- Born: fl. 18th century Italy
- Occupation: Poet • rabbi

= Aaron Ḥai Volterra =

Jewish Italian poet and rabbi

Aaron Ḥai Volterra (אהרן חי וולטרה; ) was an Italian liturgical poet and rabbi, who served as spiritual leader of the Jewish communities of Massa-Carrara.

Volterra was the author of a prayer entitled Baḳḳashah ('Request'), or Elef Shin ('One Thousand Shins). The latter name, however, is misleading; for in the entire prayer, in which each word begins with the letter shin, this letter occurs only 700 times, and not, as this title would indicate, 1,000 times. In his preface, the author states that numerous difficulties obliged him to resort to artificial word-formations, in which he felt that the license of poetry justified him.

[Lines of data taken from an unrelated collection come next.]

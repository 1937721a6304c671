//! # Parameter System
//!
//! This module provides the named, bounded, transformable parameters of a
//! structural model and the collection that resolves them by key.
//!
//! ## Key Features
//!
//! - **Three parameter kinds**: unscaled and scaled estimable parameters, and
//!   steady-state quantities written by the solver
//! - **Real-line transforms**: Untransformed, SquareRoot and Exponential
//!   bijections for unconstrained optimization and sampling
//! - **Atomic bulk updates**: a full vector of free values is applied all at
//!   once or not at all
//! - **Priors**: densities and draws for every free parameter, with the RNG
//!   supplied by the caller
//!
//! ## Example Usage
//!
//! ```rust
//! use dsge_core::parameters::{Interval, Parameter, ParameterSet, Prior, Scaling, Transform};
//!
//! let mut params = ParameterSet::new();
//!
//! let bounds = Interval::new(1e-5, 10.0).unwrap();
//! params
//!     .add_parameter(
//!         Parameter::builder("β", 0.1402)
//!             .bounds(bounds)
//!             .transform(Transform::Exponential, bounds)
//!             .prior(Prior::Gamma { mean: 0.25, std: 0.1 })
//!             .scaling(Scaling::DiscountFactor)
//!             .build()
//!             .unwrap(),
//!     )
//!     .unwrap();
//!
//! // Equation-space value
//! let beta = params.value_of("β").unwrap();
//! assert!(beta < 1.0);
//!
//! // Move through the real line and back
//! let xs = params.to_real_line().unwrap();
//! params.update_from_real_line(&xs).unwrap();
//! ```

pub mod bounds;
pub mod parameter;
pub mod prior;
pub mod scaling;
pub mod set;

// Re-export key types
pub use bounds::{Interval, Transform};
pub use parameter::{Parameter, ParameterBuilder, ParameterLike, SteadyStateParameter};
pub use prior::Prior;
pub use scaling::Scaling;
pub use set::ParameterSet;
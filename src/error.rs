use thiserror::Error;

/// Error types for the dsge-core library.
#[derive(Error, Debug)]
pub enum ModelError {
    /// A value lies outside the closed interval a parameter or transform accepts.
    #[error("Value {value} for '{key}' is outside bounds [{lower}, {upper}]")]
    OutOfBounds {
        key: String,
        value: f64,
        lower: f64,
        upper: f64,
    },

    /// Attempt to mutate a fixed parameter outside the override path.
    #[error("Parameter '{key}' is fixed and cannot be set during estimation")]
    FixedParameterViolation { key: String },

    /// The number of productive sectors must be at least one.
    #[error("Invalid structural dimension: {0} (need at least one sector)")]
    InvalidDimension(i64),

    /// The closed-form steady-state algebra produced a non-finite quantity.
    #[error("Invalid parameter draw: steady-state quantity '{quantity}' evaluated to {value}")]
    InvalidParameterDraw { quantity: String, value: f64 },

    /// Non-finite or otherwise unusable input.
    #[error("Invalid input: {0}")]
    InvalidInput(String),

    /// Two parameters (of either kind) share a key.
    #[error("Duplicate parameter key: {0}")]
    DuplicateKey(String),

    /// No parameter or setting with this key exists.
    #[error("Unknown key: {0}")]
    UnknownKey(String),

    /// No entry with this name exists in the index category.
    #[error("No index named '{name}' in {category}")]
    UnknownIndex { category: String, name: String },

    /// A parameter or bounds declaration is malformed.
    #[error("Invalid definition: {0}")]
    InvalidDefinition(String),

    /// A bulk update vector has the wrong length.
    #[error("Dimension mismatch: expected {expected} values, got {actual}")]
    DimensionMismatch { expected: usize, actual: usize },

    /// The elasticity block produced a non-finite value from a consistent
    /// threshold/dispersion pair.
    #[error("Steady-state defect: {0}")]
    SteadyStateDefect(String),

    /// The requested sub-specification does not exist.
    #[error("Unknown sub-specification: {0}")]
    UnknownSubspec(String),

    /// I/O error wrapper.
    #[error("IO error: {0}")]
    Io(#[from] std::io::Error),

    /// JSON serialization/deserialization error.
    #[error("JSON error: {0}")]
    Json(#[from] serde_json::Error),
}

impl ModelError {
    /// Whether an enclosing sampler should reject the draw rather than abort.
    pub fn is_rejectable_draw(&self) -> bool {
        matches!(
            self,
            ModelError::OutOfBounds { .. } | ModelError::InvalidParameterDraw { .. }
        )
    }
}

/// Result type alias for dsge-core operations.
pub type Result<T> = std::result::Result<T, ModelError>;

The poem, which begins with the words "Shaddai shokhen sheḥaḳim soneh shekarim" (Shaddai who dwells above the skies despises lies'), is accompanied by a commentary containing a glossary of the Talmudic terms occurring in it. A second poem by Volterra, forming an eightfold acrostic of the author's name, commences "'Alekhem ishim eḳra" ('Unto you, men, do I call'), and is written after the style of the poems of Jedaiah ben Abraham Bedersi. These two works were published together under the title Baḳḳashah Ḥadashah ('A New Request'; Leghorn, 1740).